(Saved entries)
BEGIN
use anyhow::{Context, Result, anyhow};
use clap::{Args, Parser, Subcommand};
use couchshard::{
    ConnectionConfig, HttpSessionFactory, MonitorConfig, NodeEndpoint, PipelineConfig,
    ReconcileOptions, RetryPolicy, TracingProgress, UpdateReport, metadata_counts, update_metadata,
    wait_for_convergence,
};
use std::sync::Arc;
use std::time::Duration;
use tracing_subscriber::EnvFilter;

#[derive(Parser)]
#[command(name = "couchshard")]
#[command(about = "Reassign CouchDB shard ownership and wait for the cluster to converge")]
struct Cli {
    #[command(flatten)]
    connection: ConnectionArgs,

    #[command(subcommand)]
    command: Command,
}

#[derive(Args)]
struct ConnectionArgs {
    /// Node to talk to; credentials may be embedded in the URL
    #[arg(long, global = true, default_value = "http://127.0.0.1:5984")]
    url: String,

    #[arg(long, short = 'u', global = true)]
    user: Option<String>,

    #[arg(long, short = 'p', global = true, env = "COUCHSHARD_PASSWORD", hide_env_values = true)]
    password: Option<String>,

    /// Connection attempts before giving up
    #[arg(long, global = true, default_value_t = 6)]
    attempts: u32,

    /// Delay after the first failed attempt, doubled after each further one
    #[arg(long, global = true, default_value_t = 250)]
    backoff_ms: u64,
}

#[derive(Subcommand)]
enum Command {
    /// Assign every shard of every database to the target nodes
    UpdateMetadata {
        /// Target node (repeatable); defaults to the cluster's members
        #[arg(long = "node")]
        nodes: Vec<String>,
        #[arg(long, default_value_t = 16)]
        workers: usize,
        #[arg(long, default_value_t = 100)]
        batch_size: usize,
        #[arg(long, default_value_t = 1000)]
        page_size: usize,
        /// Rewrite even if the first database already names the target nodes
        #[arg(long)]
        force: bool,
    },
    /// Wait until the secondaries hold as much shard metadata as the primary
    WaitSync {
        /// Primary node URL; defaults to --url
        #[arg(long)]
        primary: Option<String>,
        #[arg(long = "secondary", required = true)]
        secondaries: Vec<String>,
        #[arg(long, default_value_t = 2)]
        interval_secs: u64,
        /// Give up after this many seconds
        #[arg(long)]
        timeout_secs: Option<u64>,
    },
    /// Print the shard metadata document count of each node
    Status {
        /// Node URL (repeatable); defaults to --url
        #[arg(long = "node")]
        nodes: Vec<String>,
    },
}

impl ConnectionArgs {
    fn retry(&self) -> Result<RetryPolicy> {
        let retry = RetryPolicy::new(self.attempts, Duration::from_millis(self.backoff_ms));
        retry.validate().map_err(|err| anyhow!(err))?;
        Ok(retry)
    }

    /// Parses `url`, applying the global credentials unless the URL has its own.
    fn endpoint(&self, url: &str) -> Result<NodeEndpoint> {
        let mut config = ConnectionConfig::from_url(url)
            .map_err(|err| anyhow!(err))
            .with_context(|| format!("invalid node URL '{}'", url))?;
        if config.username.is_none() {
            if let Some(user) = &self.user {
                config = config.credentials(user, self.password.as_deref().unwrap_or(""));
            }
        }
        config
            .validate()
            .map_err(|err| anyhow!(err))
            .with_context(|| format!("invalid node URL '{}'", url))?;
        Ok(NodeEndpoint::from_config(config))
    }
}

#[tokio::main]
async fn main() -> Result<()> {
    tracing_subscriber::fmt()
        .with_env_filter(EnvFilter::try_from_default_env().unwrap_or_else(|_| EnvFilter::new("info")))
        .with_target(false)
        .init();

    let cli = Cli::parse();
    let factory = Arc::new(HttpSessionFactory::new());
    let retry = cli.connection.retry()?;

    match cli.command {
        Command::UpdateMetadata {
            nodes,
            workers,
            batch_size,
            page_size,
            force,
        } => {
            let endpoint = cli.connection.endpoint(&cli.connection.url)?;
            let mut options = ReconcileOptions::new(endpoint.config)
                .pipeline(
                    PipelineConfig::default()
                        .workers(workers)
                        .batch_size(batch_size)
                        .retry(retry),
                )
                .page_size(page_size)
                .force(force);
            if !nodes.is_empty() {
                options = options.target_nodes(nodes);
            }

            let report = update_metadata(factory, &options, Arc::new(TracingProgress))
                .await
                .context("shard metadata update failed")?;
            match report {
                UpdateReport::NoDatabases => println!("no databases, nothing to do"),
                UpdateReport::AlreadyAligned { database } => {
                    println!("shard maps already aligned (checked '{}'), nothing to do", database)
                }
                UpdateReport::Rewritten(stats) => println!(
                    "rewrote {} shard maps, skipped {} ({} batches)",
                    stats.applied, stats.skipped, stats.batches
                ),
            }
        }
        Command::WaitSync {
            primary,
            secondaries,
            interval_secs,
            timeout_secs,
        } => {
            let primary = cli
                .connection
                .endpoint(primary.as_deref().unwrap_or(&cli.connection.url))?;
            let secondaries = secondaries
                .iter()
                .map(|url| cli.connection.endpoint(url))
                .collect::<Result<Vec<_>>>()?;
            let config = MonitorConfig::default()
                .poll_interval(Duration::from_secs(interval_secs))
                .retry(retry);

            let wait = wait_for_convergence(factory, &primary, &secondaries, config, &TracingProgress);
            let report = match timeout_secs {
                Some(secs) => tokio::time::timeout(Duration::from_secs(secs), wait)
                    .await
                    .map_err(|_| anyhow!("secondaries did not converge within {}s", secs))?,
                None => wait.await,
            }
            .context("waiting for convergence failed")?;
            println!(
                "all {} secondaries hold {} metadata documents ({} polls)",
                report.nodes.len(),
                report.target,
                report.polls
            );
        }
        Command::Status { nodes } => {
            let urls = if nodes.is_empty() {
                vec![cli.connection.url.clone()]
            } else {
                nodes
            };
            let endpoints = urls
                .iter()
                .map(|url| cli.connection.endpoint(url))
                .collect::<Result<Vec<_>>>()?;
            let config = MonitorConfig::default().retry(retry);

            let counts = metadata_counts(factory.as_ref(), &endpoints, &config)
                .await
                .context("reading metadata counts failed")?;
            for (node, count) in counts {
                println!("{}\t{}", node, count);
            }
        }
    }

    Ok(())
}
END
What the task asks: Lines to set down from above: the line with "#[command(flatten)]", the line with "#[arg(long, default_value_t = 2)]", and every line between, each exactly as written.

Exercise solution:
    #[command(flatten)]
    connection: ConnectionArgs,

    #[command(subcommand)]
    command: Command,
}

#[derive(Args)]
struct ConnectionArgs {
    /// Node to talk to; credentials may be embedded in the URL
    #[arg(long, global = true, default_value = "http://127.0.0.1:5984")]
    url: String,

    #[arg(long, short = 'u', global = true)]
    user: Option<String>,

    #[arg(long, short = 'p', global = true, env = "COUCHSHARD_PASSWORD", hide_env_values = true)]
    password: Option<String>,

    /// Connection attempts before giving up
    #[arg(long, global = true, default_value_t = 6)]
    attempts: u32,

    /// Delay after the first failed attempt, doubled after each further one
    #[arg(long, global = true, default_value_t = 250)]
    backoff_ms: u64,
}

#[derive(Subcommand)]
enum Command {
    /// Assign every shard of every database to the target nodes
    UpdateMetadata {
        /// Target node (repeatable); defaults to the cluster's members
        #[arg(long = "node")]
        nodes: Vec<String>,
        #[arg(long, default_value_t = 16)]
        workers: usize,
        #[arg(long, default_value_t = 100)]
        batch_size: usize,
        #[arg(long, default_value_t = 1000)]
        page_size: usize,
        /// Rewrite even if the first database already names the target nodes
        #[arg(long)]
        force: bool,
    },
    /// Wait until the secondaries hold as much shard metadata as the primary
    WaitSync {
        /// Primary node URL; defaults to --url
        #[arg(long)]
        primary: Option<String>,
        #[arg(long = "secondary", required = true)]
        secondaries: Vec<String>,
        #[arg(long, default_value_t = 2)]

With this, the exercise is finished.